On-budget vs "Unified Budget": Where Social Security Fits.


by Bruce Webb

If I had to pick out the two biggest sources of confusion about Social Security finance it would have to be one, the relation of the Trust Funds to Public Debt and two, the relation of Social Security surplus/deficits to Budget Scoring. At Angry Bear we have discussed the equation Debt Held by the Public + Intragovernmental Holdings = Public Debt enough that most regular readers probably get it. So today I want to lay out some definitions and explanations of ‘on-budget’ directly from the source.

Office of Management and Budget: Budget Concepts and Budget Process This comes from Section 12 of OMB’s Analytical Perspectives on the Budget which is the explanatory supplement to the Budget itself.
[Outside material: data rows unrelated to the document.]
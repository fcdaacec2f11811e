use super::*;

fn approx(a: Rgb, b: Rgb) -> bool {
    (a.r - b.r).abs() < 1e-9 && (a.g - b.g).abs() < 1e-9 && (a.b - b.b).abs() < 1e-9
}

#[test]
fn rgb_deserializes_from_hex_object_and_array() {
    let hex: Rgb = serde_json::from_str("\"#ff8800\"").unwrap();
    assert!(approx(hex, Rgb::new(1.0, 136.0 / 255.0, 0.0)));

    let obj: Rgb = serde_json::from_str(r#"{"r":0.25,"g":0.5,"b":1}"#).unwrap();
    assert_eq!(obj, Rgb::new(0.25, 0.5, 1.0));

    let arr: Rgb = serde_json::from_str("[0, 1, 1]").unwrap();
    assert_eq!(arr, Rgb::CYAN);
}

#[test]
fn rgb_rejects_bad_shapes() {
    assert!(serde_json::from_str::<Rgb>("\"#fff\"").is_err());
    assert!(serde_json::from_str::<Rgb>("\"#gg0000\"").is_err());
    assert!(serde_json::from_str::<Rgb>("[1, 0]").is_err());
    assert!(serde_json::from_str::<Rgb>("[1, 0, 0, 1]").is_err());
}

#[test]
fn hex_prefix_is_optional() {
    assert_eq!(parse_hex("00ffff").unwrap(), Rgb::CYAN);
    assert_eq!(parse_hex(" #FFFFFF ").unwrap(), Rgb::WHITE);
}

#[test]
fn pulse_starts_on_primary_and_peaks_on_secondary() {
    let p = PaletteEntry::new(Rgb::new(1.0, 0.0, 0.0), Rgb::new(0.0, 0.0, 1.0));
    assert!(approx(p.pulse(0.0, 0.5), p.primary));
    assert!(approx(p.pulse(1.0, 0.5), p.secondary));
    assert!(approx(p.pulse(2.0, 0.5), p.primary));
}

#[test]
fn hue_of_primaries() {
    let (h, s) = hue_saturation(Rgb::new(1.0, 0.0, 0.0));
    assert!(h.abs() < 1e-9 && (s - 1.0).abs() < 1e-9);
    let (h, _) = hue_saturation(Rgb::new(1.0, 1.0, 0.0));
    assert!((h - 60.0).abs() < 1e-9);
    let (h, _) = hue_saturation(Rgb::new(0.0, 0.0, 1.0));
    assert!((h - 240.0).abs() < 1e-9);
    assert_eq!(hue_saturation(Rgb::new(0.4, 0.4, 0.4)), (0.0, 0.0));
}

#[test]
fn boost_yellow_only_touches_yellowish_colors() {
    let gold = Rgb::new(0.8, 0.7, 0.1);
    let boosted = boost_yellow(gold, 0.25);
    assert!(boosted.r > gold.r && boosted.g > gold.g);
    assert!(boosted.r <= 1.0 && boosted.g <= 1.0);

    let blue = Rgb::new(0.0, 0.2, 0.9);
    assert_eq!(boost_yellow(blue, 0.25), blue);
    assert_eq!(boost_yellow(Rgb::WHITE, 0.25), Rgb::WHITE);
    assert_eq!(boost_yellow(gold, 0.0), gold);
}

#[test]
fn sparkle_is_deterministic_and_bounded() {
    for i in 0..200 {
        let k = sparkle(i, 7, 0.1);
        assert!((1.1..1.2).contains(&k), "{k}");
        assert_eq!(k, sparkle(i, 7, 0.1));
    }
    assert_eq!(sparkle(3, 9, 0.0), 1.0);
}

#[test]
fn sparkle_changes_between_ticks() {
    let differs = (0..50).any(|i| sparkle(i, 1, 0.1) != sparkle(i, 2, 0.1));
    assert!(differs);
}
The best guide to it is List of Charts and Tables where the lead number refers to the Section, with Section 5 being ‘Long Term Budget Outlook’ (compare with CBO’s report with the same title), Section 6 being ‘Federal Borrowing and Debt’, and Section 27 ‘Trust Funds and Federal Funds’. Not exciting reads, but full of good to know information. Under the fold I have extracted from Section 12 ‘Budget Concepts and Budget Process’ the portion discussing the difference between ‘On-budget’ and “Unified Budget” ‘.

submit to reddit p. 134

Every year since 1971, however, at least one Federal entity that would otherwise be included in the budget has been declared to be off-budget by law. Such off-budget Federal entities are federally owned and controlled, but their transactions are excluded, by law, from the rest of the budget totals, which are also known as “on-budget” totals. When a Federal entity is off-budget by law, its receipts, budget authority, outlays, and surplus or deficit are separated from all other (on-budget) receipts, budget authority, outlays, and surplus or deficit. The budget reflects the legal distinction between on-budget entities and off- budget entities by showing outlays and receipts for both types of entities separately.

Although there is a legal distinction between on-budget and off-budget entities, there is no conceptual difference between the two. The off-budget Federal entities engage in the same kinds of governmental activities as the on- budget entities, and the programs of off-budget entities result in the same kind of outlays and receipts as on-budget entities. The “unified budget” reflects the conceptual similarity between on-budget and off-budget entities by showing combined totals of outlays and receipts for both types of entities.

The off-budget Federal entities currently consist of the Postal Service Fund and the two Social Security Trust Funds: Old-Age and Survivors Insurance and Disability Insurance. Social Security has been classified as off-budget since 1986 and the Postal Service Fund has been classified as off-budget since 1990. A number of other entities that had been declared off-budget by law at different times before 1986 have been classified as on-budget by law since at least 1985.

So in examining Table 12-1 we can see that for all practical purposes ‘Off-budget’ = Social Security (the Postal Service Fund showing little activity) while ‘Total’ Surplus or Deficit = the so-called “Unified Deficit”, in quotes because in law there is no longer any such thing, it is just a very convenient reporting number.

Hopefully this will help clear up some rampant terminological confusion, if not fuller explanations are available in the various sections of the Analytical Perspectives.